* **What you need to do**
Filter the records, keeping every line that has the string "SPDX".

* **Records for the task**

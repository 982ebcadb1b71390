// SPDX-FileCopyrightText: 2025 Jason Pena <jasonpena@awkless.com>
// SPDX-License-Identifier: MIT

//! File system mutation primitives.
//!
//! Every change dotstrap makes to the user's home directory goes through this
//! module. Each primitive is safe to call against a path that is already in
//! the desired end state, so an interrupted run can always be repeated.
//!
//! # Destructive Operations
//!
//! Removing a symbolic link never loses user data, so [`remove_managed`] can
//! be called freely. Removing a real file or directory is a different story.
//! [`remove_original`] must only ever be called after [`backup`] returned
//! successfully for the same path.

use std::{
    ffi::OsString,
    fs::{self, Metadata},
    io,
    path::{Path, PathBuf},
};
use tracing::{debug, warn};
use walkdir::WalkDir;

/// Create directory and all of its missing ancestors.
///
/// Does nothing if `path` already is a directory.
///
/// # Errors
///
/// - Return [`FsError::PathConflict`] if `path` exists as a non-directory.
/// - Return [`FsError::CreateDir`] if the directory cannot be created.
pub fn ensure_directory(path: impl AsRef<Path>) -> Result<()> {
    let path = path.as_ref();
    match fs::metadata(path) {
        Ok(meta) if meta.is_dir() => return Ok(()),
        Ok(_) => {
            return Err(FsError::PathConflict {
                path: path.to_path_buf(),
                reason: "exists but is not a directory".into(),
            })
        }
        Err(_) => {}
    }

    debug!("create directory {:?}", path.display());
    mkdirp::mkdirp(path).map_err(|err| FsError::CreateDir {
        source: err,
        path: path.to_path_buf(),
    })?;

    Ok(())
}

/// Copy `path` into `set_dir` under its base name.
///
/// Directories are copied recursively. Permission bits are preserved, and
/// nested symbolic links are recreated as links rather than followed. Returns
/// the stored path, or [`None`] if there was nothing at `path` to back up.
///
/// The copy is first written under a hidden `.<name>.partial` entry, and only
/// renamed to its base name once complete. A snapshot stored under its base
/// name is therefore always whole.
///
/// # Errors
///
/// - Return [`FsError::BackupIo`] if any part of the copy fails, including
///   when `path` holds a socket, FIFO, or device file. The partial copy is
///   discarded, and the original must be left alone in that case.
pub fn backup(path: impl AsRef<Path>, set_dir: impl AsRef<Path>) -> Result<Option<PathBuf>> {
    let path = path.as_ref();
    if fs::symlink_metadata(path).is_err() {
        return Ok(None);
    }

    let name = path.file_name().ok_or_else(|| FsError::PathConflict {
        path: path.to_path_buf(),
        reason: "has no base name to back up under".into(),
    })?;
    let stored = set_dir.as_ref().join(name);
    let mut partial_name = OsString::from(".");
    partial_name.push(name);
    partial_name.push(".partial");
    let partial = set_dir.as_ref().join(partial_name);

    debug!("back up {:?} to {:?}", path.display(), stored.display());
    let copied = copy_tree(path, &partial).and_then(|()| fs::rename(&partial, &stored));
    if let Err(err) = copied {
        discard(&partial);
        return Err(FsError::BackupIo {
            source: err,
            path: path.to_path_buf(),
        });
    }

    Ok(Some(stored))
}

* **Solution for this exercise**
// SPDX-FileCopyrightText: 2025 Jason Pena <jasonpena@awkless.com>
// SPDX-License-Identifier: MIT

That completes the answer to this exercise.